EXERCISE BRIEF:
Which lines below contain the word "filter"? Copy each of them.

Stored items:
····················

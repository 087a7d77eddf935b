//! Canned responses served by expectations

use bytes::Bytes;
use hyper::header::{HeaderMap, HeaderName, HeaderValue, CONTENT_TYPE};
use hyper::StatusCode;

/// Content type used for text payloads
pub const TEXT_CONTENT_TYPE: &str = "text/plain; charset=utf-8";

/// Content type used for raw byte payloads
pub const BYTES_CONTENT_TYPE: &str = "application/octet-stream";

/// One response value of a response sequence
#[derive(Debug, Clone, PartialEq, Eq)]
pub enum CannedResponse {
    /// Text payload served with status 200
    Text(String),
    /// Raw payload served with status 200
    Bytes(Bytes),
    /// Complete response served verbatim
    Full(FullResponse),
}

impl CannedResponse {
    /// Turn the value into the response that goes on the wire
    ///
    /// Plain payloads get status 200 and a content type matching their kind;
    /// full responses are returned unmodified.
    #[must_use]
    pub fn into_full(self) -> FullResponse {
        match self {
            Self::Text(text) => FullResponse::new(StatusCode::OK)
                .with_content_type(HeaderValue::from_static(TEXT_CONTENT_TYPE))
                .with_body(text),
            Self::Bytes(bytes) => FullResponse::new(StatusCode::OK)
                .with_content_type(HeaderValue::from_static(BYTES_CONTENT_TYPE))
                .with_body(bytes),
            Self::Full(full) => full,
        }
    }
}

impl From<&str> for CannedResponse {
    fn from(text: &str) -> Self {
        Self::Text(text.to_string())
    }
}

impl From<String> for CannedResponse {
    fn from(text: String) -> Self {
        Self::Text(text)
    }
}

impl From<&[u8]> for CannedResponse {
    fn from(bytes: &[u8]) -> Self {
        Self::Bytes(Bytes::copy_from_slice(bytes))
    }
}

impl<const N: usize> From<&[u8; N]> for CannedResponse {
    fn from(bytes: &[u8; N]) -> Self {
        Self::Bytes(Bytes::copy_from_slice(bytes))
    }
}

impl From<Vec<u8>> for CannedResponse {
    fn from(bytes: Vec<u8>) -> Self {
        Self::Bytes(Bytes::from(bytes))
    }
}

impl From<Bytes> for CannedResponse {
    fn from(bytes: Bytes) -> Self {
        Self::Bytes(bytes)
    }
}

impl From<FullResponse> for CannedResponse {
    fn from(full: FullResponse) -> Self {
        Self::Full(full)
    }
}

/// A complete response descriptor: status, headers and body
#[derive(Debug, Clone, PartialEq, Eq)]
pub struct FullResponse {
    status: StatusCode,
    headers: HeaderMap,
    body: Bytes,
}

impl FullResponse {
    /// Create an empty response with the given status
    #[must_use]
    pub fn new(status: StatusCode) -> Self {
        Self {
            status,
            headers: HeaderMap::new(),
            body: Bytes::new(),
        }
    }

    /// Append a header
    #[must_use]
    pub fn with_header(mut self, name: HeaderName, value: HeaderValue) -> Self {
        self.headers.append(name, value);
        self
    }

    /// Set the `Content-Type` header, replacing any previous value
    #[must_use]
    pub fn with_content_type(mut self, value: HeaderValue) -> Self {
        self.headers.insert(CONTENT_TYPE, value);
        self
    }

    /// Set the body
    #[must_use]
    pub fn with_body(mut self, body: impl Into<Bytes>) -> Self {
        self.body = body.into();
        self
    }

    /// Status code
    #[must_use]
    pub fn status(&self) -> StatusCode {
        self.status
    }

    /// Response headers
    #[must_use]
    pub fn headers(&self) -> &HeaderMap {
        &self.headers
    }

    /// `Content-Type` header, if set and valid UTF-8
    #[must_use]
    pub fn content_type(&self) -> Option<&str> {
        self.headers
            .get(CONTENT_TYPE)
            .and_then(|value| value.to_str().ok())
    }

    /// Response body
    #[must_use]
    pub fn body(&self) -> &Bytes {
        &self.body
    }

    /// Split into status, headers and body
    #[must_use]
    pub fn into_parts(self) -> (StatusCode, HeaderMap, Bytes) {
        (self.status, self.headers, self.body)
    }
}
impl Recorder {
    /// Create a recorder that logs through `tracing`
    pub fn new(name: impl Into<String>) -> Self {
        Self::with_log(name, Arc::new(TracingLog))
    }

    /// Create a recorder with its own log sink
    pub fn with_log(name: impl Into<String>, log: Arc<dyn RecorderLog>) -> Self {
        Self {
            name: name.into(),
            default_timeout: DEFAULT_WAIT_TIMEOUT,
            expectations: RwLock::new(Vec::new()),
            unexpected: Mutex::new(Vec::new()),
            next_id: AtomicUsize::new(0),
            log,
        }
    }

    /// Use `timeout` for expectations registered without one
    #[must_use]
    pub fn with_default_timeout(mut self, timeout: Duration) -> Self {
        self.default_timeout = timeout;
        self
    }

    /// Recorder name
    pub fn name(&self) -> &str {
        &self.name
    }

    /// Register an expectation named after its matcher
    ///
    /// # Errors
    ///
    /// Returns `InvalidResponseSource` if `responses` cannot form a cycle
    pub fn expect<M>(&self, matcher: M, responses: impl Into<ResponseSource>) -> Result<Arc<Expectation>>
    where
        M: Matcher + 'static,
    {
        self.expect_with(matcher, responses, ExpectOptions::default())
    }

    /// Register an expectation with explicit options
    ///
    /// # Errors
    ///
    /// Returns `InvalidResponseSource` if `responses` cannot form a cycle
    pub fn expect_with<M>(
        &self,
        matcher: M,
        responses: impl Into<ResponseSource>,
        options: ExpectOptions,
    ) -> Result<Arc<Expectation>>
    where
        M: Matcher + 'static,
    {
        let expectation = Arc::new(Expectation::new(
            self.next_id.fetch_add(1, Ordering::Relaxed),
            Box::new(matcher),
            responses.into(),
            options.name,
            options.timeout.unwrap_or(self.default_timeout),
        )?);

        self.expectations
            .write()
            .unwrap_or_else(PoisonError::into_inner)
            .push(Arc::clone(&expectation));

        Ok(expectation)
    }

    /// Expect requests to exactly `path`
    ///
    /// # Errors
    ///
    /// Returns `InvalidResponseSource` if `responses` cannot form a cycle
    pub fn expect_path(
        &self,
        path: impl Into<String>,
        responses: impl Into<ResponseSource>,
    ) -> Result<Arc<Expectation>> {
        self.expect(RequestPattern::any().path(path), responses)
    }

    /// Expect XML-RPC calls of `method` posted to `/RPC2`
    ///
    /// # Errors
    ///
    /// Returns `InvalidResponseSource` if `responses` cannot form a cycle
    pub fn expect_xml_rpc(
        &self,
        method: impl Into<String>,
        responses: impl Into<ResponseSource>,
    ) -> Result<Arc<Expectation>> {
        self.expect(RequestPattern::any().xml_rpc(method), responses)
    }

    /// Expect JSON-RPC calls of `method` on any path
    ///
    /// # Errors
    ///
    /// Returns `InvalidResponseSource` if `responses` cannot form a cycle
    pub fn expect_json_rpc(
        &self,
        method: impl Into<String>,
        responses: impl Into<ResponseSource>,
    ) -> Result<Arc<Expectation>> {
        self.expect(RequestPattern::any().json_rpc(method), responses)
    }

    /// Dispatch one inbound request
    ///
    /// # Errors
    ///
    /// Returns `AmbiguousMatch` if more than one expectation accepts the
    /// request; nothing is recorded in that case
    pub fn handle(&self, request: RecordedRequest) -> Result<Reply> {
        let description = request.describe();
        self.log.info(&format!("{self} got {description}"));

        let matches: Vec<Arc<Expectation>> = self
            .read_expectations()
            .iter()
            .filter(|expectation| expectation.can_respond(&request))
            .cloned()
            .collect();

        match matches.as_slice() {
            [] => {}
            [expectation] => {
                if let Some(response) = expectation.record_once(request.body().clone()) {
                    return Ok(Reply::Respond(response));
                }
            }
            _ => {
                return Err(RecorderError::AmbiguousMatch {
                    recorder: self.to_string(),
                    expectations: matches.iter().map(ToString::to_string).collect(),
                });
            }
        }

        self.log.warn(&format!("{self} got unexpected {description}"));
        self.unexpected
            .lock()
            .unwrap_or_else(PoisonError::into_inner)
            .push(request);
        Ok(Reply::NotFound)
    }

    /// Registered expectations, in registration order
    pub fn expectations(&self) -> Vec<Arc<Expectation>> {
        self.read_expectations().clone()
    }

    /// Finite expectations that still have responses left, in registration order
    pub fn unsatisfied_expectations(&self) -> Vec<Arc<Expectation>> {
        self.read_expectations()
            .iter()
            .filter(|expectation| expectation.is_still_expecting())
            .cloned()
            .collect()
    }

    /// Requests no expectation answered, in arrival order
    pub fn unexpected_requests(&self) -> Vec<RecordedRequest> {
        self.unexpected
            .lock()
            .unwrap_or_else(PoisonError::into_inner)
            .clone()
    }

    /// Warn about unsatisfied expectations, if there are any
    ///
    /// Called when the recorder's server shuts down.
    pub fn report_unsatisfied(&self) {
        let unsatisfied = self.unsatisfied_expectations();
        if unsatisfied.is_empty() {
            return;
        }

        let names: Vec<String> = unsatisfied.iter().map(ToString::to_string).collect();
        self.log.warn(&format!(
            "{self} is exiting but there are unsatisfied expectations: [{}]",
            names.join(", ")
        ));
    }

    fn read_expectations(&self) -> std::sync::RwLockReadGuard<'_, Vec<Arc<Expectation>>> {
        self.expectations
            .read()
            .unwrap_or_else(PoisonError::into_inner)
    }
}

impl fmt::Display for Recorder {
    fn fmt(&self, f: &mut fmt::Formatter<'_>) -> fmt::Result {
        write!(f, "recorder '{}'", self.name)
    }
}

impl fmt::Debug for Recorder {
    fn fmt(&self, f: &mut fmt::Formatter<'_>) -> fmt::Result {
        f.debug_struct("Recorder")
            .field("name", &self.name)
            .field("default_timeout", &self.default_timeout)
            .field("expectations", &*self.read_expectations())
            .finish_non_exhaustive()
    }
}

····················

RESPONSE BELOW:
            .filter(|expectation| expectation.can_respond(&request))
            .filter(|expectation| expectation.is_still_expecting())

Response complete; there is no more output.